Deuxièmement, l'action de Donald Trump ébranle l'ensemble du «système de développement international» des Nations unies. Près de 20 agences de l'ONU sont concernées par la mise à pied forcée de collaborateurs et collaboratrices. L'ONU ne peut donc plus remplir ses missions principales. À cela s'ajoutent des réductions drastiques des contributions, par exemple au Fonds mondial de lutte contre le sida, la tuberculose et le paludisme et à l'Alliance mondiale pour les vaccins Gavi. Le soutien à ONUSIDA est sur la sellette. Et les États-Unis se sont complètement retirés de l'Organisation mondiale de la santé (OMS) et de l'Accord de Paris sur le climat. En conséquence, une promesse de quatre milliards de dollars pour le Fonds vert pour le climat a été annulée – c'est la première fois qu'un pays retire des fonds déjà promis et destinés à des projets climatiques dans des pays plus pauvres. 

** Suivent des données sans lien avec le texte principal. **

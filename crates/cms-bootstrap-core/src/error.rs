//! Error types for the bootstrap orchestrator.

use cms_bootstrap_config::ConfigError;
use thiserror::Error;

/// Errors returned by bootstrap construction and property access.
#[derive(Debug, Error)]
pub enum BootstrapError {
    /// Loading a config file failed.
    #[error(transparent)]
    Config(#[from] ConfigError),
    /// The requested property name is not recognised.
    #[error("unknown property: {0}")]
    UnknownProperty(String),
    /// A property was given a value of the wrong shape.
    #[error("invalid value for property {property}: expected {expected}")]
    InvalidProperty {
        property: &'static str,
        expected: &'static str,
    },
    /// A runtime requirement is not met.
    #[error("requirement not met: {0}")]
    Requirement(String),
    /// Converting a bundle into a typed struct failed.
    #[error("failed to decode {bundle}: {source}")]
    Decode {
        bundle: &'static str,
        #[source]
        source: serde_json::Error,
    },
}
use chrono::{DateTime, Local, TimeZone};
use cms_bootstrap_config::ConfigMap;
use cms_bootstrap_core::RequestContext;
use serde_json::Value;
use std::fs;
use std::path::{Path, PathBuf};
use tempfile::TempDir;

/// Host every fixture request uses.
pub const TEST_HOST: &str = "www.example.com";

/// Temporary site root with a `config/` directory.
pub struct SiteDir {
    temp: TempDir,
}

impl SiteDir {
    pub fn new() -> Self {
        let temp = tempfile::tempdir().expect("tempdir");
        fs::create_dir_all(temp.path().join("config")).expect("config dir");
        Self { temp }
    }

    pub fn root(&self) -> &Path {
        self.temp.path()
    }

    /// Root as a string with exactly one trailing slash.
    pub fn root_str(&self) -> String {
        format!("{}/", self.root().display().to_string().trim_end_matches('/'))
    }

    /// Write `contents` to `config/<name>` and return the path.
    pub fn write_config(&self, name: &str, contents: &str) -> PathBuf {
        let path = self.root().join("config").join(name);
        fs::write(&path, contents).expect("write config");
        path
    }

    /// Request for `TEST_HOST` rooted at this directory.
    pub fn request(&self) -> RequestContext {
        request_for(self.root())
    }
}

impl Default for SiteDir {
    fn default() -> Self {
        Self::new()
    }
}

/// Plain HTTP request rooted at `root`.
pub fn request_for(root: &Path) -> RequestContext {
    RequestContext::new(TEST_HOST, root.display().to_string())
}

/// Mid-January noon, local time; outside any northern-hemisphere DST.
pub fn fixed_now() -> DateTime<Local> {
    Local
        .with_ymd_and_hms(2024, 1, 15, 12, 0, 0)
        .earliest()
        .expect("valid local time")
}

/// Unwrap a `json!` object literal into a map.
pub fn config_map(value: Value) -> ConfigMap {
    match value {
        Value::Object(map) => map,
        other => panic!("expected a JSON object, got {other}"),
    }
}
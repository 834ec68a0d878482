//! The directive map handed to the host framework.

use cms_bootstrap_config::ConfigMap;
use serde::Serialize;
use serde_json::{Value, json};

/// Read-only directive map with typed accessors for common keys.
#[derive(Debug, Clone, Default, PartialEq, Serialize)]
#[serde(transparent)]
pub struct Directives(ConfigMap);

impl Directives {
    /// Wrap a resolved directive map.
    pub fn new(map: ConfigMap) -> Self {
        Self(map)
    }

    /// Borrow the underlying map.
    pub fn as_map(&self) -> &ConfigMap {
        &self.0
    }

    /// Take the underlying map.
    pub fn into_map(self) -> ConfigMap {
        self.0
    }

    pub fn get(&self, key: &str) -> Option<&Value> {
        self.0.get(key)
    }

    pub fn get_str(&self, key: &str) -> Option<&str> {
        self.0.get(key).and_then(Value::as_str)
    }

    /// Integer value, accepting numeric strings.
    pub fn get_i64(&self, key: &str) -> Option<i64> {
        match self.0.get(key)? {
            Value::Number(number) => number.as_i64(),
            Value::String(text) => text.trim().parse().ok(),
            _ => None,
        }
    }

    /// Boolean value from `y`/`n` style flags, booleans, or 0/1.
    pub fn flag(&self, key: &str) -> Option<bool> {
        match self.0.get(key)? {
            Value::Bool(flag) => Some(*flag),
            Value::Number(number) => number.as_i64().map(|n| n != 0),
            Value::String(text) => match text.trim().to_ascii_lowercase().as_str() {
                "y" | "yes" | "true" | "on" | "1" => Some(true),
                "n" | "no" | "false" | "off" | "0" | "" => Some(false),
                _ => None,
            },
            _ => None,
        }
    }

    pub fn base_url(&self) -> Option<&str> {
        self.get_str("base_url")
    }

    pub fn site_url(&self) -> Option<&str> {
        self.get_str("site_url")
    }

    pub fn cp_url(&self) -> Option<&str> {
        self.get_str("cp_url")
    }

    pub fn cookie_domain(&self) -> Option<&str> {
        self.get_str("cookie_domain")
    }

    pub fn encryption_key(&self) -> Option<&str> {
        self.get_str("encryption_key")
    }

    /// Whether the site is switched on; absent means on.
    pub fn is_system_on(&self) -> bool {
        self.flag("is_system_on").unwrap_or(true)
    }

    /// Upload destinations keyed by id.
    pub fn upload_preferences(&self) -> Option<&ConfigMap> {
        self.0.get("upload_preferences").and_then(Value::as_object)
    }
}

impl From<Directives> for ConfigMap {
    fn from(directives: Directives) -> Self {
        directives.0
    }
}

/// Expand string upload destinations into `{server_path, url}` maps.
///
/// `public/uploads/images` becomes a server path under `root` and the URL
/// `/uploads/images/`. Entries that are already maps are left alone.
pub(crate) fn normalize_upload_preferences(map: &mut ConfigMap, root: &str, public_dir: &str) {
    let Some(preferences) = map.get_mut("upload_preferences") else {
        return;
    };
    match preferences {
        Value::Object(entries) => {
            for entry in entries.values_mut() {
                expand_upload_entry(entry, root, public_dir);
            }
        }
        Value::Array(entries) => {
            for entry in entries.iter_mut() {
                expand_upload_entry(entry, root, public_dir);
            }
        }
        _ => {}
    }
}

fn expand_upload_entry(entry: &mut Value, root: &str, public_dir: &str) {
    let Value::String(dir) = entry else {
        return;
    };
    let dir = dir.trim_matches('/');
    let url_path = dir
        .split('/')
        .filter(|segment| !segment.is_empty() && *segment != public_dir)
        .collect::<Vec<_>>()
        .join("/");
    let url = if url_path.is_empty() {
        "/".to_string()
    } else {
        format!("/{url_path}/")
    };
    *entry = json!({
        "server_path": format!("{root}{dir}/"),
        "url": url,
    });
}
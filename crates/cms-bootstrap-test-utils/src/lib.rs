//! Test helpers shared across cms-bootstrap crates.

pub mod fixtures;

pub use fixtures::{SiteDir, TEST_HOST, config_map, fixed_now, request_for};
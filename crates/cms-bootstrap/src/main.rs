//! Inspect the bootstrap configuration a site resolves to.

use clap::Parser;
use cms_bootstrap::cli::{self, Cli};
use std::io;

fn main() -> anyhow::Result<()> {
    cms_bootstrap::init_logging();
    let cli = Cli::parse();
    let stdout = io::stdout();
    cli::run(&cli, &mut stdout.lock())
}
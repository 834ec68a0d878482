//! Built-in defaults for the three bundles.
//!
//! Defaults are computed after config files have been read, so a default may
//! depend on the effective value of an earlier key: whatever a file set, or
//! else the earlier default.

use crate::layout::Paths;
use crate::request::{RequestContext, remove_www};
use chrono::{DateTime, Datelike, Local, TimeZone};
use cms_bootstrap_config::ConfigMap;
use rand::Rng;
use serde_json::{Value, json};

/// Placeholder 32-character key; real installs override it.
pub const DEFAULT_ENCRYPTION_KEY: &str = "aU807G5kLzw2nwu43n0TC4C0W770z566";
/// Environment in which analytics and production-only defaults switch on.
pub const PRODUCTION: &str = "production";

const SECONDS_PER_DAY: i64 = 60 * 60 * 24;

/// Inputs shared by every default.
pub(crate) struct DefaultsContext<'a> {
    pub environment: &'a str,
    pub debug: u8,
    pub paths: &'a Paths,
    pub request: &'a RequestContext,
    pub now: DateTime<Local>,
}

impl DefaultsContext<'_> {
    fn is_production(&self) -> bool {
        self.environment == PRODUCTION
    }

    fn yes_no(flag: bool) -> &'static str {
        if flag { "y" } else { "n" }
    }
}

/// Default map whose lookups see explicit values first.
///
/// `explicit` is the merged preview of every config source for one bundle;
/// it only steers lookups; the caller folds the real sources on top of
/// [`LazyDefaults::finish`].
pub(crate) struct LazyDefaults<'a> {
    explicit: &'a ConfigMap,
    defaults: ConfigMap,
}

impl<'a> LazyDefaults<'a> {
    pub(crate) fn new(explicit: &'a ConfigMap) -> Self {
        Self {
            explicit,
            defaults: ConfigMap::new(),
        }
    }

    pub(crate) fn set(&mut self, key: &str, value: impl Into<Value>) {
        self.defaults.insert(key.to_string(), value.into());
    }

    /// Effective value of `key` so far.
    pub(crate) fn get(&self, key: &str) -> Option<&Value> {
        self.explicit
            .get(key)
            .filter(|value| !value.is_null())
            .or_else(|| self.defaults.get(key))
    }

    /// Effective value rendered as a string; empty when unset.
    pub(crate) fn get_string(&self, key: &str) -> String {
        match self.get(key) {
            Some(Value::String(text)) => text.clone(),
            Some(Value::Number(number)) => number.to_string(),
            Some(Value::Bool(flag)) => flag.to_string(),
            _ => String::new(),
        }
    }

    fn get_i64(&self, key: &str) -> Option<i64> {
        match self.get(key)? {
            Value::Number(number) => number.as_i64(),
            Value::String(text) => text.trim().parse().ok(),
            _ => None,
        }
    }

    /// The computed defaults alone.
    pub(crate) fn finish(self) -> ConfigMap {
        self.defaults
    }
}

/// Database driver defaults.
pub(crate) fn database(ctx: &DefaultsContext<'_>, explicit: &ConfigMap) -> ConfigMap {
    let mut d = LazyDefaults::new(explicit);
    d.set("dbdriver", "mysql");
    d.set("pconnect", false);
    d.set("dbprefix", "exp_");
    d.set("swap_pre", d.get_string("dbprefix"));
    d.set("db_debug", true);
    d.set("cache_on", false);
    d.set("autoinit", false);
    d.set("char_set", "utf8");
    d.set("dbcollat", "utf8_general_ci");
    d.set("cachedir", ctx.paths.db_cache_path.clone());
    d.finish()
}

/// Framework directive defaults.
pub(crate) fn directives(ctx: &DefaultsContext<'_>, explicit: &ConfigMap) -> ConfigMap {
    let p = ctx.paths;
    let debug = ctx.debug > 0;
    let mut d = LazyDefaults::new(explicit);

    d.set("app_version", 255);
    d.set("license_number", "");
    d.set("upload_preferences", json!({}));

    // Paths and URLs
    d.set("index_page", "");
    d.set("site_index", d.get_string("index_page"));
    d.set("base_url", p.base_url.clone());
    d.set("site_url", p.base_url.clone());
    d.set("cp_url", format!("{}cp/index.php", p.base_url));
    d.set("theme_folder_path", format!("{}themes/", p.base_path));
    d.set("theme_folder_url", format!("{}themes/", p.base_url));
    d.set("emoticon_path", format!("{}smileys/", p.member_images_url));
    d.set("emoticon_url", format!("{}smileys/", p.member_images_url));
    d.set("captcha_path", format!("{}captchas/", p.member_images_path));
    d.set("captcha_url", format!("{}captchas/", p.member_images_url));
    d.set("avatar_path", format!("{}avatars/", p.member_images_path));
    d.set("avatar_url", format!("{}avatars/", p.member_images_url));
    d.set("photo_path", format!("{}member_photos/", p.member_images_path));
    d.set("photo_url", format!("{}member_photos/", p.member_images_url));
    d.set("sig_img_path", format!("{}signature_attachments/", p.member_images_path));
    d.set("sig_img_url", format!("{}signature_attachments/", p.member_images_url));
    d.set("prv_msg_upload_path", format!("{}pm_attachments/", p.member_images_path));
    d.set("third_party_path", format!("{}third_party/", p.vendor_path));
    d.set("tmpl_file_basepath", format!("{}site_templates/", p.template_path));

    // Debugging
    d.set("is_system_on", "y");
    d.set("allow_extensions", "y");
    d.set("email_debug", DefaultsContext::yes_no(debug));
    d.set(
        "show_profiler",
        DefaultsContext::yes_no(debug && !ctx.request.is_control_panel()),
    );
    d.set("template_debugging", DefaultsContext::yes_no(debug));
    // 1: errors shown to super admins, 2: errors shown to everyone
    d.set("debug", if debug { "2" } else { "1" });

    // Tracking and performance
    d.set("disable_all_tracking", "y");
    d.set("enable_sql_caching", "n");
    d.set("disable_tag_caching", "n");
    d.set("enable_online_user_tracking", "n");
    d.set("dynamic_tracking_disabling", "500");
    d.set("enable_hit_tracking", "n");
    d.set("enable_entry_view_tracking", "n");
    d.set("log_referrers", "n");
    d.set("gzip_output", "n");

    // Cookies and session
    d.set("cookie_domain", format!(".{}", remove_www(&ctx.request.host)));
    d.set("cookie_path", "");
    d.set("user_session_type", "c");
    d.set("admin_session_type", "cs");

    // Localization
    d.set(
        "daylight_savings",
        DefaultsContext::yes_no(is_daylight_saving(&ctx.now)),
    );
    d.set("server_timezone", "UM5");
    d.set("default_site_dst", d.get_string("daylight_savings"));
    d.set("default_site_timezone", d.get_string("server_timezone"));
    d.set("time_format", "us");
    d.set("server_offset", "");
    d.set("allow_member_localization", "n");

    // Members
    d.set("profile_trigger", profile_trigger(&ctx.now));
    d.set("enable_emoticons", "n");
    d.set("enable_avatars", "n");
    d.set("enable_photos", "n");
    d.set("sig_allow_img_upload", "n");
    d.set("captcha_require_members", "n");
    d.set("allow_member_registration", "n");

    // URLs and templates
    d.set("use_category_name", "y");
    d.set("reserved_category_word", "category");
    d.set("word_separator", "dash");
    d.set("strict_urls", "y");
    d.set("site_404", "site/404");
    d.set("save_tmpl_files", "y");
    d.set("hidden_template_indicator", "_");
    d.set("uri_protocol", "PATH_INFO");
    d.set("enable_query_strings", true);
    d.set("permitted_uri_chars", "a-z 0-9~%.:_\\-");

    // Other
    d.set("encryption_key", DEFAULT_ENCRYPTION_KEY);
    d.set("save_tmpl_revisions", "n");
    d.set("new_version_check", "n");
    d.set("protect_javascript", "y");
    // 0 disables entry autosave
    d.set("autosave_interval_seconds", "0");
    d.set("password_lockout", "n");
    d.set("cp_theme", "default");

    // Rarely changed framework settings
    d.set("install_lock", "");
    d.set("doc_url", "http://ellislab.com/expressionengine/user-guide/");
    d.set("site_label", "");
    d.set("url_suffix", "");
    d.set("language", "english");
    d.set("charset", "UTF-8");
    d.set("enable_hooks", false);
    d.set("subclass_prefix", "EE_");
    d.set("directory_trigger", "D");
    d.set("controller_trigger", "C");
    d.set("function_trigger", "M");
    d.set("log_threshold", 0);
    d.set("log_path", "");
    d.set("log_date_format", "Y-m-d H:i:s");
    d.set("cache_path", "");
    d.set("global_xss_filtering", false);
    d.set("csrf_protection", false);
    d.set("compress_output", false);
    d.set("time_reference", "local");
    d.set("rewrite_short_tags", true);
    d.set("proxy_ips", "");

    // Add-on settings
    d.set("ce_image_document_root", p.base_path.clone());
    d.set("ce_image_cache_dir", "/cache/made/");
    d.set("ce_image_remote_dir", "/cache/remote/");
    d.set("ce_image_memory_limit", 64);
    d.set("ce_image_remote_cache_time", 1440);
    d.set("ce_image_quality", 90);
    d.set("ce_image_disable_xss_check", "no");
    d.set("playa_site_index", p.base_url.clone());
    d.set("minimee_cache_path", p.public_cache_path.clone());
    d.set("minimee_cache_url", p.public_cache_url.clone());
    d.set("minimee_base_path", p.base_path.clone());
    d.set("minimee_base_url", p.base_url.clone());
    d.set("minimee_debug", "n");
    d.set("minimee_disable", "n");
    d.set("minimee_remote_mode", "auto");
    d.set("minimee_minify_html", "yes");
    d.set("assets_site_url", "/index.php");
    d.set("assets_cp_path", p.system_path.clone());
    d.set("low_variables_save_as_files", "y");
    d.set("low_variables_file_path", format!("{}low_variables/", p.template_path));
    d.set("stash_file_basepath", format!("{}stash_templates/", p.template_path));
    d.set("stash_file_sync", !ctx.is_production());

    // Site settings
    d.set(
        "google_analytics_id",
        if ctx.is_production() { "UA-XXXXXXX-XX" } else { "" },
    );
    d.set("cookie_expire_days", 30);
    let expire_days = d.get_i64("cookie_expire_days").unwrap_or(30);
    d.set(
        "cookie_expire_from_now",
        ctx.now.timestamp() + SECONDS_PER_DAY * expire_days,
    );
    d.set(
        "global_json",
        json!({
            "env": ctx.environment,
            "salt": d.get_string("encryption_key"),
            "googleAnalyticsId": d.get_string("google_analytics_id"),
            "cookieSettings": {
                "path": d.get_string("cookie_path"),
                "domain": d.get_string("cookie_domain"),
                "expires": expire_days,
            },
            "html": {},
        }),
    );

    d.finish()
}

/// Template variable defaults.
///
/// `directives` is the effective directive map, so `gv_salt` follows an
/// overridden encryption key.
pub(crate) fn template_vars(
    ctx: &DefaultsContext<'_>,
    explicit: &ConfigMap,
    directives: &ConfigMap,
) -> ConfigMap {
    let mut d = LazyDefaults::new(explicit);

    // Date formats
    d.set("gv_date_fmt", "%F %j, %Y");
    d.set("gv_date_fmt_time", "%g:%i %a");
    d.set("gv_date_fmt_full", "%F %j %Y, %g:%i %a");

    // Tag parameter shortcuts
    d.set("gv_param_no_limit", r#"limit="9999999999""#);
    d.set(
        "gv_param_structure_nav_defaults",
        r#"show_depth="1" max_depth="1" current_class="active" css_id="none" channel:title="page:cf_page_title""#,
    );
    d.set(
        "gv_param_low_title_entry_defaults",
        r#"entry_id="{entry_id}" fallback="yes" custom_field="cf_{channel_short_name}_title""#,
    );
    d.set(
        "gv_param_ce_img_defaults",
        r#"fallback_src="/assets/styles/images/other/placeholder.png" allow_scale_larger="yes" crop="yes""#,
    );

    d.set("gv_env", ctx.environment);
    d.set("gv_path_vendor", ctx.paths.vendor_path.clone());
    // site_url is parsed late by the host, so templates get their own copy
    d.set("gv_base_url", ctx.paths.base_url.clone());
    d.set(
        "gv_salt",
        directives
            .get("encryption_key")
            .cloned()
            .unwrap_or_else(|| Value::from(DEFAULT_ENCRYPTION_KEY)),
    );
    if let Some(global_json) = directives.get("global_json") {
        d.set("gv_global_json", global_json.clone());
    }

    d.finish()
}

/// Whether `now` falls inside the local daylight-saving period.
///
/// Compares the current UTC offset with January and July of the same year;
/// zones without a seasonal change never report DST.
pub(crate) fn is_daylight_saving<Tz: TimeZone>(now: &DateTime<Tz>) -> bool {
    use chrono::Offset;

    let tz = now.timezone();
    let year = now.year();
    let offset_at = |month: u32| {
        tz.with_ymd_and_hms(year, month, 1, 12, 0, 0)
            .single()
            .map(|moment| moment.offset().fix().local_minus_utc())
    };
    match (offset_at(1), offset_at(7)) {
        (Some(january), Some(july)) if january != july => {
            now.offset().fix().local_minus_utc() == january.max(july)
        }
        _ => false,
    }
}

/// Random member-profile trigger between zero and the current timestamp.
fn profile_trigger(now: &DateTime<Local>) -> i64 {
    let upper = now.timestamp().max(0);
    rand::rng().random_range(0..=upper)
}

#[cfg(test)]
mod tests {
    use super::*;
    use chrono::FixedOffset;
    use pretty_assertions::assert_eq;

    #[test]
    fn lazy_defaults_prefer_explicit_values() {
        let mut explicit = ConfigMap::new();
        explicit.insert("server_timezone".to_string(), json!("UTC"));
        explicit.insert("site_label".to_string(), Value::Null);

        let mut d = LazyDefaults::new(&explicit);
        d.set("server_timezone", "UM5");
        d.set("default_site_timezone", d.get_string("server_timezone"));
        d.set("site_label", "Default");

        assert_eq!(d.get_string("server_timezone"), "UTC");
        assert_eq!(d.get_string("site_label"), "Default");
        let defaults = d.finish();
        assert_eq!(defaults.get("default_site_timezone"), Some(&json!("UTC")));
        assert_eq!(defaults.get("server_timezone"), Some(&json!("UM5")));
    }

    #[test]
    fn fixed_offsets_never_observe_dst() {
        let zone = FixedOffset::east_opt(3600).expect("offset");
        let now = zone
            .with_ymd_and_hms(2024, 7, 15, 12, 0, 0)
            .single()
            .expect("time");
        assert!(!is_daylight_saving(&now));
    }

    #[test]
    fn profile_trigger_stays_in_range() {
        let now = Local::now();
        for _ in 0..32 {
            let trigger = profile_trigger(&now);
            assert!((0..=now.timestamp()).contains(&trigger));
        }
    }
}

Troisièmement, avec sa doctrine «America First», Donald Trump affaiblit l'ordre international multilatéral basé sur des règles, que les États-Unis ont autrefois créé et marqué de manière décisive. Les États-Unis ont quitté le Conseil des droits de l'homme de l'ONU et tournent le dos à l'Union européenne. Ils font du chantage à l'Ukraine dans un classique retournement de veste. Et ils assurent même des majorités favorables à Moscou au Conseil de sécurité de l'ONU. Les obligations découlant du droit international et des accords internationaux, mais aussi les règles de base comme la souveraineté nationale et l'intégrité territoriale, sont mises sous pression.